La polvere si ottiene quando le proporzioni tra calce e acqua sono, per così dire, “stechiometriche” (teoricamente 1Kg di CaO reagisce con 0,32kg di H2O per dare 1,32kg di Ca(OH)2), mentre il grassello o meglio la pasta di calce idrata si ha quando l’acqua è aggiunta in eccesso rispetto a quella strettamente necessaria a fare completare la reazione di trasformazione di tutto l’ossido in idrossido.
La polvere si ottiene quando le proporzioni tra calce e acqua sono, per così dire, “stechiometriche” (teoricamente 1Kg di CaO reagisce con 0,32kg di H2O per dare 1,32kg di Ca(OH)2), mentre il grassello o meglio la pasta di calce idrata si ha quando l’acqua è aggiunta in eccesso rispetto a quella strettamente necessaria a fare completare la reazione di trasformazione di tutto l’ossido in idrossido.

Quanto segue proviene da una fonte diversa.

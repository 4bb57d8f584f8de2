use serde::{Deserialize, Serialize};
use serde_json::Value;
use tracing::info;

use super::SharedState;
use crate::error::{McpError, McpResult};
use crate::instruments::{all_instruments, AssessmentKind, InstrumentInfo};
use crate::scoring::{classify, Classification};
use crate::services::{ChatParams, ExplainParams, HolisticParams, SessionSaveParams, SubmitParams};

/// Route tool calls to appropriate handlers
pub async fn handle_tool_call(
    state: &SharedState,
    tool_name: &str,
    arguments: Option<Value>,
) -> McpResult<Value> {
    info!(tool = %tool_name, "Routing tool call");

    match tool_name {
        // Catalogue and classification
        "assessment_list_instruments" => handle_list_instruments(),
        "assessment_classify" => handle_classify(arguments),
        // Results
        "assessment_submit" => handle_submit(state, arguments).await,
        "assessment_context" => handle_context(state, arguments).await,
        "assessment_history" => handle_history(state, arguments).await,
        // LLM-backed analysis
        "assessment_explain" => handle_explain(state, arguments).await,
        "assessment_holistic" => handle_holistic(state, arguments).await,
        // Session resume
        "assessment_session_save" => handle_session_save(state, arguments).await,
        "assessment_session_get" => handle_session_get(state, arguments).await,
        // Chat
        "chat_send" => handle_chat_send(state, arguments).await,
        _ => Err(McpError::UnknownTool {
            tool_name: tool_name.to_string(),
        }),
    }
}

/// Handle assessment_list_instruments tool call
fn handle_list_instruments() -> McpResult<Value> {
    let instruments: Vec<InstrumentInfo> = all_instruments().into_iter().map(InstrumentInfo::from).collect();
    serde_json::to_value(instruments).map_err(McpError::Json)
}

#[derive(Debug, Serialize)]
struct ClassifyResponse {
    assessment_id: AssessmentKind,
    score: f64,
    #[serde(flatten)]
    classification: Classification,
}

/// Handle assessment_classify tool call
fn handle_classify(arguments: Option<Value>) -> McpResult<Value> {
    #[derive(Deserialize)]
    struct ClassifyParams {
        assessment_id: String,
        score: f64,
    }

    let params: ClassifyParams = parse_arguments("assessment_classify", arguments)?;
    let assessment_id = params
        .assessment_id
        .parse::<AssessmentKind>()
        .map_err(|e| McpError::InvalidParameters {
            tool_name: "assessment_classify".to_string(),
            message: e.to_string(),
        })?;
    let classification = classify(assessment_id, params.score);

    serde_json::to_value(ClassifyResponse {
        assessment_id,
        score: params.score,
        classification,
    })
    .map_err(McpError::Json)
}

/// Handle assessment_submit tool call
async fn handle_submit(state: &SharedState, arguments: Option<Value>) -> McpResult<Value> {
    execute_handler("assessment_submit", arguments, |params: SubmitParams| {
        state.assessment.submit(params)
    })
    .await
}

#[derive(Deserialize)]
struct UserParams {
    user_id: String,
}

/// Handle assessment_context tool call
async fn handle_context(state: &SharedState, arguments: Option<Value>) -> McpResult<Value> {
    let params: UserParams = parse_arguments("assessment_context", arguments)?;

    let context = state
        .assessment
        .context(&params.user_id)
        .await
        .map_err(|e| McpError::ExecutionFailed {
            message: e.to_string(),
        })?;

    serde_json::to_value(context).map_err(McpError::Json)
}

/// Handle assessment_history tool call
async fn handle_history(state: &SharedState, arguments: Option<Value>) -> McpResult<Value> {
    #[derive(Deserialize)]
    struct HistoryParams {
        user_id: String,
        #[serde(default)]
        limit: Option<u32>,
    }

    let params: HistoryParams = parse_arguments("assessment_history", arguments)?;

    let history = state
        .assessment
        .history(&params.user_id, params.limit)
        .await
        .map_err(|e| McpError::ExecutionFailed {
            message: e.to_string(),
        })?;

    serde_json::to_value(history).map_err(McpError::Json)
}

/// Handle assessment_explain tool call
async fn handle_explain(state: &SharedState, arguments: Option<Value>) -> McpResult<Value> {
    execute_handler("assessment_explain", arguments, |params: ExplainParams| {
        state.explanation.explain(params)
    })
    .await
}

/// Handle assessment_holistic tool call
async fn handle_holistic(state: &SharedState, arguments: Option<Value>) -> McpResult<Value> {
    execute_handler("assessment_holistic", arguments, |params: HolisticParams| {
        state.holistic.analyze(params)
    })
    .await
}

/// Handle assessment_session_save tool call
async fn handle_session_save(state: &SharedState, arguments: Option<Value>) -> McpResult<Value> {
    execute_handler(
        "assessment_session_save",
        arguments,
        |params: SessionSaveParams| state.assessment.save_session(params),
    )
    .await
}

/// Handle assessment_session_get tool call
async fn handle_session_get(state: &SharedState, arguments: Option<Value>) -> McpResult<Value> {
    #[derive(Deserialize)]
    struct SessionGetParams {
        user_id: String,
        assessment_id: String,
    }

    let params: SessionGetParams = parse_arguments("assessment_session_get", arguments)?;

    let session = state
        .assessment
        .get_session(&params.user_id, &params.assessment_id)
        .await
        .map_err(|e| McpError::ExecutionFailed {
            message: e.to_string(),
        })?;

    serde_json::to_value(serde_json::json!({ "session": session })).map_err(McpError::Json)
}

/// Handle chat_send tool call
async fn handle_chat_send(state: &SharedState, arguments: Option<Value>) -> McpResult<Value> {
    execute_handler("chat_send", arguments, |params: ChatParams| state.chat.send(params)).await
}

fn parse_arguments<T: serde::de::DeserializeOwned>(
    tool_name: &str,
    arguments: Option<Value>,
) -> McpResult<T> {
    match arguments {
        Some(args) => serde_json::from_value(args).map_err(|e| McpError::InvalidParameters {
            tool_name: tool_name.to_string(),
            message: e.to_string(),
        }),
        None => Err(McpError::InvalidParameters {
            tool_name: tool_name.to_string(),
            message: "Missing arguments".to_string(),
        }),
    }
}

/// Generic handler that executes a service operation with consistent error handling.
///
/// # Type Parameters
/// - `P`: Parameter type (must implement DeserializeOwned)
/// - `R`: Result type (must implement Serialize)
/// - `E`: Error type (must implement Display)
/// - `F`: Async operation that takes P and returns Result<R, E>
async fn execute_handler<P, R, E, F, Fut>(
    tool_name: &str,
    arguments: Option<Value>,
    operation: F,
) -> McpResult<Value>
where
    P: serde::de::DeserializeOwned,
    R: Serialize,
    E: std::fmt::Display,
    F: FnOnce(P) -> Fut,
    Fut: std::future::Future<Output = Result<R, E>>,
{
    let params: P = parse_arguments(tool_name, arguments)?;

    let result = operation(params)
        .await
        .map_err(|e| McpError::ExecutionFailed {
            message: e.to_string(),
        })?;

    serde_json::to_value(result).map_err(McpError::Json)
}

La modalità di spegnimento non determina soltanto la forma fisica della calce spenta (polvere o pasta) ma anche e soprattutto la qualità del prodotto finale.
A questo proposito L. B. Alberti in “De re aedificatoria” – (ca.1450) dice:
“…. non dare alla calce viva gran copia d’acqua a un tratto, poichè bisogna che si spenga a poco a poco bagnandola e ribagnandola più volte infino a tanto che al certo se ne sia imbibita; di poi in luogo anzichenò umidetto et all’ombra, senza mescolarvi cosa alcuna si deve serbare stietta, coperta solamente di sopra con poca rena, infino a tanto che per la lunghezza di tempo più liquidamente si lieviti….”.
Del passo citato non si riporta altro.